Seit der Gründung inszenierte die Führung dieses Staates mit Unterstützung Moskaus eine autoritäre Farce mit sowjetischer Symbolik. Erst bei den Präsidentschaftswahlen Ende 2011 verlor der langjährige Amtsinhaber Igor Smirnow überraschend gegen den jüngeren Jewgeni Schewtschuk.
Die Straßen von Tiraspol tragen zwar die Namen Lenins oder Liebknechts und anderer Revolutionäre, doch Tiraspols Kommunismus ist nicht mehr als eine Fassade, zumal die gesamte »Planwirtschaft« links des Dnjestr von nur wenigen Gefolgsleuten des vormaligen Präsidenten geplant und zugleich umgesetzt wurde. Unübersehbar ist in den Straßen der Hauptstadt der rote Schriftzug »Sheriff« - am Stadion, an Supermärkten, Tankstellen, Wodka-Flaschen und anderen Produkten des großen Privatkonzerns.
Sergej S. sitzt in einem der wenigen Restaurants von Tiraspol, es gibt Fisch im Teigmantel nach russischer Art, dazu Bier aus der Ukraine. Der 23-Jährige, der seinen Namen nicht genannt haben will, wurde in einem Dorf in der Nähe der Hauptstadt geboren und hat hier Übersetzungswissenschaft mit Schwerpunkt Deutsch und Englisch studiert. »Meine Eltern haben mir erzählt, dass wir während des Kriegs in die Ukraine zu unseren Verwandten fliehen mussten. Sie hatten Angst vor den rumänischen Truppen«, berichtet der junge Akademiker. Seine Familie ist ursprünglich ukrainischer Herkunft, doch zu Hause wurde, wie vielerorts in der Sowjetunion, nur Russisch gesprochen.
Genau wie Valeria Svart setzt Sergej S. sein Studium inzwischen in Deutschland fort. Anders als sie hat er aber kein Rumänisch gelernt. »Jetzt ist es fast zu spät für eine Wiedervereinigung mit Moldau, mehr als 20 Jahre sind eine lange Zeit«, schätzt er und erklärt: »Die Moldau hat die Westorientierung gewählt und will in die EU oder sogar eine Vereinigung mit Rumänien. Das wird aber nicht passieren, weil die Politiker in Chisinau ihre Privilegien nicht aufs Spiel setzen wollen.«
Nichtsdestoweniger muss auch Sergej S. regelmäßig vor der deutschen Botschaft in Chisinau Schlange stehen, denn für die Außenwelt gilt er als moldauischer Staatsbürger. »Vielleicht wird Transnistrien irgendwann anerkannt werden, das würde vieles erleichtern«, hofft er.

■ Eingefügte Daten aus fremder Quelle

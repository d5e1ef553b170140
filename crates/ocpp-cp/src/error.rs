//! # Station Error Handling
//!
//! [`RequestError`] is the outcome of a single OCPP exchange, the type every
//! caller of the request service sees. [`StationError`] covers the station
//! lifecycle around it.

use ocpp_transport::TransportError;
use ocpp_types::{CallErrorCode, OcppError};
use serde_json::Value;
use thiserror::Error;

/// Failure of an OCPP exchange
#[derive(Error, Debug, Clone, PartialEq)]
pub enum RequestError {
    /// Payload could not be encoded or decoded
    #[error("Serialization error: {0}")]
    Serialization(String),

    /// Transport was not open. When `buffered` the frame waits in the
    /// outbound buffer and will be sent on reconnection.
    #[error("Connection closed for {} message id '{message_id}'", buffering_label(.buffered))]
    TransportClosed { message_id: String, buffered: bool },

    /// No response within the deadline
    #[error("Timeout for message id '{message_id}' after {timeout_ms}ms")]
    Timeout { message_id: String, timeout_ms: u64 },

    /// Peer answered with a CallError
    #[error("{code}: {description}")]
    Protocol {
        code: CallErrorCode,
        description: String,
        details: Value,
    },

    /// Admission control rejected an incoming command
    #[error("Security error: {0}")]
    Security(String),

    /// Command unknown or not supported by this station
    #[error("Not implemented: {0}")]
    NotImplemented(String),

    /// Incoming payload failed schema validation
    #[error("Payload validation failed for {command}: {reason}")]
    Validation {
        command: String,
        code: CallErrorCode,
        reason: String,
    },

    /// A command handler failed
    #[error("Handler for {command} failed: {message}")]
    HandlerFault { command: String, message: String },

    /// The correlation id is already in use
    #[error("Duplicate message id '{0}'")]
    DuplicateMessageId(String),

    /// Response with no matching pending request
    #[error("Response for unknown message id '{0}'")]
    UnknownMessageId(String),

    /// Pending request abandoned because the station stopped
    #[error("Request '{0}' cancelled")]
    Cancelled(String),
}

fn buffering_label(buffered: &bool) -> &'static str {
    if *buffered {
        "buffered"
    } else {
        "non buffered"
    }
}

impl RequestError {
    pub fn serialization(message: impl Into<String>) -> Self {
        Self::Serialization(message.into())
    }

    pub fn handler_fault(command: impl Into<String>, message: impl Into<String>) -> Self {
        Self::HandlerFault {
            command: command.into(),
            message: message.into(),
        }
    }

    pub fn not_implemented(message: impl Into<String>) -> Self {
        Self::NotImplemented(message.into())
    }

    pub fn security(message: impl Into<String>) -> Self {
        Self::Security(message.into())
    }

    /// CallError triple sent to the peer when this error answers an incoming Call
    pub fn to_call_error(&self) -> (CallErrorCode, String, Value) {
        let empty = Value::Object(Default::default());
        match self {
            RequestError::Protocol {
                code,
                description,
                details,
            } => (*code, description.clone(), details.clone()),
            RequestError::Security(_) => (CallErrorCode::SecurityError, self.to_string(), empty),
            RequestError::NotImplemented(_) => {
                (CallErrorCode::NotImplemented, self.to_string(), empty)
            }
            RequestError::Validation { code, .. } => (*code, self.to_string(), empty),
            RequestError::Serialization(_) => {
                (CallErrorCode::FormationViolation, self.to_string(), empty)
            }
            RequestError::HandlerFault { .. } => {
                (CallErrorCode::InternalError, self.to_string(), empty)
            }
            _ => (CallErrorCode::GenericError, self.to_string(), empty),
        }
    }

    /// Whether the message will still reach the peer
    pub fn is_buffered(&self) -> bool {
        matches!(self, RequestError::TransportClosed { buffered: true, .. })
    }
}

impl From<OcppError> for RequestError {
    fn from(err: OcppError) -> Self {
        RequestError::Serialization(err.to_string())
    }
}

impl From<serde_json::Error> for RequestError {
    fn from(err: serde_json::Error) -> Self {
        RequestError::Serialization(err.to_string())
    }
}

pub type RequestResult<T> = Result<T, RequestError>;

/// Station lifecycle errors
#[derive(Error, Debug, Clone)]
pub enum StationError {
    #[error("Transport error: {0}")]
    Transport(#[from] TransportError),

    #[error(transparent)]
    Request(#[from] RequestError),

    #[error("Configuration error: {0}")]
    Configuration(String),

    #[error("Template error in {file}: {message}")]
    Template { file: String, message: String },

    #[error("Station {0} is not started")]
    NotStarted(String),

    #[error("Connector {0} does not exist")]
    UnknownConnector(u32),

    #[error("No transaction on connector {0}")]
    NoTransaction(u32),

    #[error("Connector {0} already has a transaction")]
    TransactionInProgress(u32),

    #[error("Id tag {0} is not authorized")]
    Unauthorized(String),
}

impl StationError {
    pub fn configuration(message: impl Into<String>) -> Self {
        Self::Configuration(message.into())
    }

    pub fn template(file: impl Into<String>, message: impl Into<String>) -> Self {
        Self::Template {
            file: file.into(),
            message: message.into(),
        }
    }
}

pub type StationResult<T> = Result<T, StationError>;

#[cfg(test)]
mod tests {
    use super::*;
    use serde_json::json;

    #[test]
    fn test_transport_closed_display() {
        let buffered = RequestError::TransportClosed {
            message_id: "m1".to_string(),
            buffered: true,
        };
        assert_eq!(
            buffered.to_string(),
            "Connection closed for buffered message id 'm1'"
        );
        assert!(buffered.is_buffered());

        let dropped = RequestError::TransportClosed {
            message_id: "m2".to_string(),
            buffered: false,
        };
        assert!(dropped.to_string().contains("non buffered"));
        assert!(!dropped.is_buffered());
    }

    #[test]
    fn test_call_error_mapping() {
        let (code, _, details) = RequestError::security("not registered").to_call_error();
        assert_eq!(code, CallErrorCode::SecurityError);
        assert_eq!(details, json!({}));

        let (code, description, details) = RequestError::Protocol {
            code: CallErrorCode::PropertyConstraintViolation,
            description: "bad".to_string(),
            details: json!({"field": "idTag"}),
        }
        .to_call_error();
        assert_eq!(code, CallErrorCode::PropertyConstraintViolation);
        assert_eq!(description, "bad");
        assert_eq!(details["field"], "idTag");

        let (code, _, _) = RequestError::handler_fault("Reset", "boom").to_call_error();
        assert_eq!(code, CallErrorCode::InternalError);
    }

    #[test]
    fn test_station_error_from_request_error() {
        let error: StationError = RequestError::Cancelled("x".to_string()).into();
        assert!(matches!(error, StationError::Request(_)));
    }
}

Die heutige Republik Moldau ist ein Flickenteppich unterschiedlicher Landschaften und Biografien, wo letztlich keiner so genau weiß, was seine Identität ist. In vielerlei Hinsicht kann der neue Staat als gescheitert betrachtet werden. »Gescheitert, aber bunt«, wie die Komikertruppe Planeta Moldova in einem ihrer Stücke sagt.